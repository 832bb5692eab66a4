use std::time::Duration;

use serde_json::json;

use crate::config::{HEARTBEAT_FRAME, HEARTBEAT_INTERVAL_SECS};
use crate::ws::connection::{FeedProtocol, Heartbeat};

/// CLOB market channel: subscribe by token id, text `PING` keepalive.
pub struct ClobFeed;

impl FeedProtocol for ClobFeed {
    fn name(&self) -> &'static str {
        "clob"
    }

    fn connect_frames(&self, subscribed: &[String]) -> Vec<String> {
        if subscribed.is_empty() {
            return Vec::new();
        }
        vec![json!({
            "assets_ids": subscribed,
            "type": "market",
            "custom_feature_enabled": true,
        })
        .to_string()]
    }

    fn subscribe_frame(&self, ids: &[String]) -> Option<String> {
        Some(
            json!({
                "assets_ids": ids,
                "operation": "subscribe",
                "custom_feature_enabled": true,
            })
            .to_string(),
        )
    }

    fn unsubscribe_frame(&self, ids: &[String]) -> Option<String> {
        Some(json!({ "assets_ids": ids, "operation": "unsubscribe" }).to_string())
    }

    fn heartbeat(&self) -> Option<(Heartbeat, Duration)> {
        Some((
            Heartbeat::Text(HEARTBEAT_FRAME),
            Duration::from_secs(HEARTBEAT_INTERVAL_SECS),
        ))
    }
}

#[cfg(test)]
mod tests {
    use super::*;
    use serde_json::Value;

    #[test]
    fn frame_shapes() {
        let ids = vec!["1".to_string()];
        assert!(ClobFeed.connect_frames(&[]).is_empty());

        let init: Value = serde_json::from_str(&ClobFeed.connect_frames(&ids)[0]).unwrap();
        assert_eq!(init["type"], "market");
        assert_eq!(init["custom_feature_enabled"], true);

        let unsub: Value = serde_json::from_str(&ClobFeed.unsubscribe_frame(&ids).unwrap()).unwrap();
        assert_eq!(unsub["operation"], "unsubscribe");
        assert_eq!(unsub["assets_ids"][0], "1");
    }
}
--------
TASK INSTRUCTIONS: Please repeat the listing above in full and exactly.

TASK OUTPUT:
repository 832bb5692eab66a4
use std::time::Duration;

use serde_json::json;

use crate::config::{HEARTBEAT_FRAME, HEARTBEAT_INTERVAL_SECS};
use crate::ws::connection::{FeedProtocol, Heartbeat};

/// CLOB market channel: subscribe by token id, text `PING` keepalive.
pub struct ClobFeed;

impl FeedProtocol for ClobFeed {
    fn name(&self) -> &'static str {
        "clob"
    }

    fn connect_frames(&self, subscribed: &[String]) -> Vec<String> {
        if subscribed.is_empty() {
            return Vec::new();
        }
        vec![json!({
            "assets_ids": subscribed,
            "type": "market",
            "custom_feature_enabled": true,
        })
        .to_string()]
    }

    fn subscribe_frame(&self, ids: &[String]) -> Option<String> {
        Some(
            json!({
                "assets_ids": ids,
                "operation": "subscribe",
                "custom_feature_enabled": true,
            })
            .to_string(),
        )
    }

    fn unsubscribe_frame(&self, ids: &[String]) -> Option<String> {
        Some(json!({ "assets_ids": ids, "operation": "unsubscribe" }).to_string())
    }

    fn heartbeat(&self) -> Option<(Heartbeat, Duration)> {
        Some((
            Heartbeat::Text(HEARTBEAT_FRAME),
            Duration::from_secs(HEARTBEAT_INTERVAL_SECS),
        ))
    }
}

#[cfg(test)]
mod tests {
    use super::*;
    use serde_json::Value;

    #[test]
    fn frame_shapes() {
        let ids = vec!["1".to_string()];
        assert!(ClobFeed.connect_frames(&[]).is_empty());

        let init: Value = serde_json::from_str(&ClobFeed.connect_frames(&ids)[0]).unwrap();
        assert_eq!(init["type"], "market");
        assert_eq!(init["custom_feature_enabled"], true);

        let unsub: Value = serde_json::from_str(&ClobFeed.unsubscribe_frame(&ids).unwrap()).unwrap();
        assert_eq!(unsub["operation"], "unsubscribe");
        assert_eq!(unsub["assets_ids"][0], "1");
    }
}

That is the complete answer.